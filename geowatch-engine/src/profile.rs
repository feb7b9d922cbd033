//! The engine registry: everything protocol-specific lives here as data.
//!
//! One profile per engine — chat URL, selector priority lists, completion
//! hints, citation rules, optional web-search toggle — consumed by the one
//! shared pipeline in [`crate::pipeline`]. Selectors are ordered most-specific
//! first; engines ship hashed class names, so `[class*=...]` patterns carry
//! most of the weight.

use geowatch_core::Engine;

/// Stop buttons and streaming indicators shared across chat engines.
pub const COMMON_GENERATING_SELECTORS: &[&str] = &[
    "button[aria-label*=\"停止\"]",
    "button[aria-label*=\"Stop\"]",
    "[class*=\"loading\"]",
    "[class*=\"typing\"]",
    "[class*=\"generating\"]",
    "[class*=\"streaming\"]",
    "[class*=\"thinking\"]",
    ".animate-pulse",
    "[class*=\"cursor-blink\"]",
];

/// Phrases that mean the model is asking for more detail instead of
/// answering. Checked against responses under 1000 chars only; real answers
/// quote these words too.
pub const CLARIFICATION_PATTERNS: &[&str] = &[
    "请告诉我",
    "请问",
    "您可以告诉",
    "能告诉我",
    "想了解",
    "您的需求",
    "您的预算",
    "核心需求",
    "具体需求",
    "可以提供",
    "更多信息",
    "详细说明",
    "what would you like",
    "could you tell me",
    "what are your",
];

/// Canned follow-up that pushes the model to answer with what it has.
pub const FOLLOWUP_MESSAGE: &str = "不需要更多信息，请直接给出完整的推荐和建议。";

/// Enabled-state attributes probed before clicking a web-search toggle.
pub const TOGGLE_STATE_ATTRS: &[&str] = &["aria-checked", "data-state", "aria-pressed"];

#[derive(Debug)]
pub struct EngineProfile {
    pub engine: Engine,
    pub chat_url: &'static str,
    /// Search-style engines take the query in the URL instead of a chat box.
    pub query_in_url: bool,
    pub input_selectors: &'static [&'static str],
    pub send_selectors: &'static [&'static str],
    pub response_selectors: &'static [&'static str],
    pub citation_selectors: &'static [&'static str],
    pub extra_generating_selectors: &'static [&'static str],
    pub web_search_toggles: &'static [&'static str],
    pub login_keywords: &'static [&'static str],
    /// Links on these hosts are the engine's own chrome, never citations.
    pub own_hosts: &'static [&'static str],
    /// Prepended to the query to cut down clarifying turns.
    pub query_preamble: Option<&'static str>,
    pub supports_clarification_loop: bool,
    /// Chrome text stripped from the JS body-scan fallback.
    pub chrome_strings: &'static [&'static str],
}

const PERPLEXITY: EngineProfile = EngineProfile {
    engine: Engine::Perplexity,
    chat_url: "https://www.perplexity.ai",
    query_in_url: false,
    input_selectors: &[
        "textarea[placeholder*=\"Ask\"]",
        "textarea[placeholder*=\"ask\"]",
        "textarea[placeholder*=\"Search\"]",
        "textarea[placeholder*=\"搜索\"]",
        "textarea[placeholder*=\"anything\"]",
        "textarea[autofocus]",
        "[data-testid=\"search-input\"]",
        "textarea.grow",
        "div[contenteditable=\"true\"]",
        "textarea",
    ],
    send_selectors: &["button[aria-label*=\"Submit\"]", "button[type=\"submit\"]"],
    response_selectors: &[
        "[class*=\"prose\"]",
        "[class*=\"markdown\"]",
        "[class*=\"response\"]",
        "[class*=\"answer\"]",
        "[class*=\"result\"]",
        "article",
    ],
    citation_selectors: &[
        "[class*=\"citation\"] a",
        "[class*=\"source\"] a",
        "[class*=\"reference\"] a",
        "[class*=\"prose\"] a[href^=\"http\"]",
        "[data-testid*=\"source\"] a",
    ],
    extra_generating_selectors: &[],
    web_search_toggles: &[],
    login_keywords: &["Sign in", "Log in", "登录"],
    own_hosts: &["perplexity.ai"],
    query_preamble: None,
    supports_clarification_loop: false,
    chrome_strings: &["Ask anything"],
};

const QWEN: EngineProfile = EngineProfile {
    engine: Engine::Qwen,
    chat_url: "https://tongyi.aliyun.com/qianwen",
    query_in_url: false,
    input_selectors: &["textarea", "[contenteditable=\"true\"]", "input[type=\"text\"]"],
    send_selectors: &["button[type=\"submit\"]", "[class*=\"send\"]"],
    response_selectors: &[
        "[class*=\"message\"]",
        "[class*=\"response\"]",
        "[class*=\"answer\"]",
        "[class*=\"content\"]",
    ],
    citation_selectors: &[
        "[class*=\"source\"] a",
        "[class*=\"reference\"] a",
        "[class*=\"citation\"] a",
        "[class*=\"search-result\"] a",
        "[class*=\"link-preview\"] a",
        "[class*=\"footnote\"] a",
        "[class*=\"message\"] a[href^=\"http\"]",
        "[class*=\"answer\"] a[href^=\"http\"]",
    ],
    extra_generating_selectors: &[],
    web_search_toggles: &[
        "button[aria-label*=\"联网\"]",
        "button[aria-label*=\"搜索\"]",
        "[class*=\"search-toggle\"]",
        "[class*=\"web-search\"]",
        "[data-testid*=\"search\"]",
        "[class*=\"internet\"]",
        "[role=\"switch\"]",
    ],
    login_keywords: &["登录", "请登录", "Sign in"],
    own_hosts: &["aliyun.com", "tongyi.aliyun.com", "taobao.com"],
    query_preamble: None,
    supports_clarification_loop: false,
    chrome_strings: &["通义千问"],
};

const DEEPSEEK: EngineProfile = EngineProfile {
    engine: Engine::DeepSeek,
    chat_url: "https://chat.deepseek.com",
    query_in_url: false,
    input_selectors: &["textarea", "[contenteditable=\"true\"]"],
    send_selectors: &["button[type=\"submit\"]", "[class*=\"send\"]"],
    response_selectors: &[
        "[class*=\"ds-markdown\"]",
        "[class*=\"markdown-body\"]",
        "[class*=\"message-content\"]",
        "[class*=\"prose\"]",
        "[class*=\"response\"]",
        "[class*=\"answer-content\"]",
    ],
    citation_selectors: &[
        "[class*=\"source\"] a",
        "[class*=\"reference\"] a",
        "[class*=\"citation\"] a",
        "[class*=\"refs\"] a",
        "[class*=\"search-result\"] a",
        "[class*=\"result-item\"] a",
        "[class*=\"web-result\"] a",
        "[class*=\"link-card\"] a",
        "[class*=\"footnote\"] a",
        "[class*=\"markdown\"] a[href^=\"http\"]",
        "[class*=\"message\"] a[href^=\"http\"]",
    ],
    extra_generating_selectors: &["[class*=\"thinking\"]:not([class*=\"done\"])"],
    web_search_toggles: &[
        "button[aria-label*=\"联网\"]",
        "button[aria-label*=\"搜索\"]",
        "button[aria-label*=\"Search\"]",
        "[class*=\"web-search-toggle\"]",
        "[class*=\"search-btn\"]",
        "button[class*=\"search\"]",
        "[role=\"switch\"]",
        "[title*=\"联网\"]",
    ],
    login_keywords: &["登录", "Sign in", "Login", "注册", "Sign up"],
    own_hosts: &["deepseek.com"],
    query_preamble: Some("直接回答以下问题，不要询问更多信息，给出完整建议："),
    supports_clarification_loop: true,
    chrome_strings: &["给 DeepSeek 发送消息", "深度思考"],
};

const KIMI: EngineProfile = EngineProfile {
    engine: Engine::Kimi,
    chat_url: "https://kimi.moonshot.cn",
    query_in_url: false,
    input_selectors: &["textarea", "[contenteditable=\"true\"]"],
    send_selectors: &["button[type=\"submit\"]", "[class*=\"send\"]"],
    response_selectors: &[
        "[class*=\"markdown\"]",
        "[class*=\"message-content\"]",
        "[class*=\"response\"]",
        "[class*=\"answer\"]",
    ],
    citation_selectors: &[
        "[class*=\"source\"] a",
        "[class*=\"reference\"] a",
        "[class*=\"citation\"] a",
        "[class*=\"link-card\"] a",
        "[class*=\"markdown\"] a[href^=\"http\"]",
    ],
    extra_generating_selectors: &[],
    web_search_toggles: &[
        "button[aria-label*=\"联网\"]",
        "[class*=\"web-search\"]",
        "[role=\"switch\"]",
    ],
    login_keywords: &["登录", "Sign in", "注册"],
    own_hosts: &["kimi.moonshot.cn", "moonshot.cn"],
    query_preamble: None,
    supports_clarification_loop: true,
    chrome_strings: &["Kimi"],
};

const CHATGPT: EngineProfile = EngineProfile {
    engine: Engine::ChatGpt,
    chat_url: "https://chatgpt.com",
    query_in_url: false,
    input_selectors: &[
        "#prompt-textarea",
        "textarea[data-id=\"root\"]",
        "textarea[placeholder*=\"Message\"]",
        "textarea[placeholder*=\"消息\"]",
        "textarea",
        "[contenteditable=\"true\"]",
    ],
    send_selectors: &[
        "button[data-testid=\"send-button\"]",
        "button[aria-label*=\"Send\"]",
    ],
    response_selectors: &[
        "[data-message-author-role=\"assistant\"]",
        "[class*=\"markdown\"]",
        "[class*=\"prose\"]",
        "[class*=\"agent-turn\"]",
    ],
    citation_selectors: &[
        "[class*=\"citation\"] a",
        "[class*=\"source\"] a",
        "[data-message-author-role=\"assistant\"] a[href^=\"http\"]",
        "[class*=\"markdown\"] a[href^=\"http\"]",
    ],
    extra_generating_selectors: &["button[aria-label*=\"Stop streaming\"]"],
    web_search_toggles: &[],
    login_keywords: &["Log in", "Sign up", "登录", "注册", "Welcome to ChatGPT"],
    own_hosts: &["chatgpt.com", "openai.com", "oaistatic.com"],
    query_preamble: None,
    supports_clarification_loop: true,
    chrome_strings: &["ChatGPT can make mistakes"],
};

const DOUBAO: EngineProfile = EngineProfile {
    engine: Engine::Doubao,
    chat_url: "https://www.doubao.com/chat",
    query_in_url: false,
    input_selectors: &[
        "textarea[placeholder*=\"输入\"]",
        "textarea[placeholder*=\"问\"]",
        "textarea",
        "[contenteditable=\"true\"]",
        "input[type=\"text\"]",
    ],
    send_selectors: &["button[type=\"submit\"]", "[class*=\"send\"]"],
    response_selectors: &[
        "[class*=\"message-content\"]",
        "[class*=\"markdown\"]",
        "[class*=\"response\"]",
        "[class*=\"answer\"]",
        "[class*=\"bot-message\"]",
    ],
    // Conversational assistant; rarely cites, but keep the generic rails.
    citation_selectors: &[
        "[class*=\"source\"] a",
        "[class*=\"reference\"] a",
        "[class*=\"message-content\"] a[href^=\"http\"]",
    ],
    extra_generating_selectors: &[],
    web_search_toggles: &[],
    login_keywords: &["登录", "注册", "Login", "Sign"],
    own_hosts: &["doubao.com", "bytedance.com"],
    query_preamble: None,
    supports_clarification_loop: true,
    chrome_strings: &["豆包"],
};

const CHATGLM: EngineProfile = EngineProfile {
    engine: Engine::ChatGlm,
    chat_url: "https://chatglm.cn",
    query_in_url: false,
    input_selectors: &[
        "textarea[placeholder*=\"输入\"]",
        "textarea[placeholder*=\"问\"]",
        "textarea",
        "[contenteditable=\"true\"]",
    ],
    send_selectors: &["button[type=\"submit\"]", "[class*=\"send\"]"],
    response_selectors: &[
        "[class*=\"markdown\"]",
        "[class*=\"message-content\"]",
        "[class*=\"answer\"]",
        "[class*=\"response\"]",
    ],
    citation_selectors: &[
        "[class*=\"source\"] a",
        "[class*=\"reference\"] a",
        "[class*=\"citation\"] a",
        "[class*=\"markdown\"] a[href^=\"http\"]",
    ],
    extra_generating_selectors: &[],
    web_search_toggles: &[],
    login_keywords: &["登录", "注册", "Login", "Sign in"],
    own_hosts: &["chatglm.cn", "zhipuai.cn", "bigmodel.cn"],
    query_preamble: None,
    supports_clarification_loop: true,
    chrome_strings: &["智谱清言"],
};

const GOOGLE_SGE: EngineProfile = EngineProfile {
    engine: Engine::GoogleSge,
    chat_url: "https://www.google.com/search?q=",
    query_in_url: true,
    input_selectors: &[],
    send_selectors: &[],
    response_selectors: &[
        "[class*=\"ai-overview\"]",
        "[class*=\"AIOverview\"]",
        "[class*=\"featured-snippet\"]",
        "[class*=\"kp-wholepage\"]",
        "#rso [class*=\"g\"] [data-attrid]",
    ],
    citation_selectors: &[
        "#rso a[href^=\"http\"]",
        "[data-attrid] a[href^=\"http\"]",
    ],
    extra_generating_selectors: &[],
    web_search_toggles: &[],
    login_keywords: &[],
    own_hosts: &["google.com", "gstatic.com", "googleusercontent.com"],
    query_preamble: None,
    supports_clarification_loop: false,
    chrome_strings: &["People also ask"],
};

const BING_COPILOT: EngineProfile = EngineProfile {
    engine: Engine::BingCopilot,
    chat_url: "https://www.bing.com/chat",
    query_in_url: false,
    input_selectors: &[
        "textarea[placeholder*=\"Ask\"]",
        "textarea[placeholder*=\"问\"]",
        "textarea[name=\"q\"]",
        "[class*=\"chat-input\"] textarea",
        "textarea",
    ],
    send_selectors: &[
        "button[type=\"submit\"]",
        "button[aria-label*=\"Submit\"]",
        "[class*=\"submit\"]",
    ],
    response_selectors: &[
        "[class*=\"response-content\"]",
        "[class*=\"message-content\"]",
        "[class*=\"bot-response\"]",
        "[class*=\"cib-message\"]",
        "[class*=\"markdown\"]",
        "[class*=\"prose\"]",
    ],
    citation_selectors: &[
        "[class*=\"citation\"] a",
        "[class*=\"source\"] a",
        "[class*=\"reference\"] a",
        "[class*=\"learn-more\"] a",
    ],
    extra_generating_selectors: &[],
    web_search_toggles: &[],
    login_keywords: &["Sign in", "登录"],
    own_hosts: &["bing.com", "microsoft.com", "msn.com"],
    query_preamble: None,
    supports_clarification_loop: false,
    chrome_strings: &["Copilot"],
};

/// Look up the profile for an engine. Total over the closed engine set.
pub fn profile(engine: Engine) -> &'static EngineProfile {
    match engine {
        Engine::Perplexity => &PERPLEXITY,
        Engine::Qwen => &QWEN,
        Engine::DeepSeek => &DEEPSEEK,
        Engine::Kimi => &KIMI,
        Engine::ChatGpt => &CHATGPT,
        Engine::Doubao => &DOUBAO,
        Engine::ChatGlm => &CHATGLM,
        Engine::GoogleSge => &GOOGLE_SGE,
        Engine::BingCopilot => &BING_COPILOT,
    }
}

#[cfg(test)]
mod tests {
    use super::*;

    #[test]
    fn every_engine_has_a_profile() {
        for engine in Engine::ALL {
            let p = profile(engine);
            assert_eq!(p.engine, engine);
            assert!(p.chat_url.starts_with("https://"));
            assert!(!p.own_hosts.is_empty());
            assert!(!p.response_selectors.is_empty());
            if !p.query_in_url {
                assert!(!p.input_selectors.is_empty(), "{engine} needs input selectors");
            }
        }
    }

    #[test]
    fn deepseek_carries_the_direct_answer_preamble() {
        let p = profile(Engine::DeepSeek);
        assert!(p.query_preamble.unwrap().contains("直接回答"));
        assert!(p.supports_clarification_loop);
    }

    #[test]
    fn search_engines_take_the_query_in_the_url() {
        assert!(profile(Engine::GoogleSge).query_in_url);
        assert!(!profile(Engine::BingCopilot).query_in_url);
    }

    #[test]
    fn web_search_toggles_exist_where_expected() {
        for engine in [Engine::Qwen, Engine::DeepSeek, Engine::Kimi] {
            assert!(
                !profile(engine).web_search_toggles.is_empty(),
                "{engine} should expose a web-search toggle"
            );
        }
        assert!(profile(Engine::Perplexity).web_search_toggles.is_empty());
    }
}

§ Task description
Lines that contain "data" are the result; find them in the entries above and copy each one.

§ Reply
//! The engine registry: everything protocol-specific lives here as data.
pub const TOGGLE_STATE_ATTRS: &[&str] = &["aria-checked", "data-state", "aria-pressed"];
        "[data-testid=\"search-input\"]",
        "[data-testid*=\"source\"] a",
        "[data-testid*=\"search\"]",
        "textarea[data-id=\"root\"]",
        "button[data-testid=\"send-button\"]",
        "[data-message-author-role=\"assistant\"]",
        "[data-message-author-role=\"assistant\"] a[href^=\"http\"]",
        "#rso [class*=\"g\"] [data-attrid]",
        "[data-attrid] a[href^=\"http\"]",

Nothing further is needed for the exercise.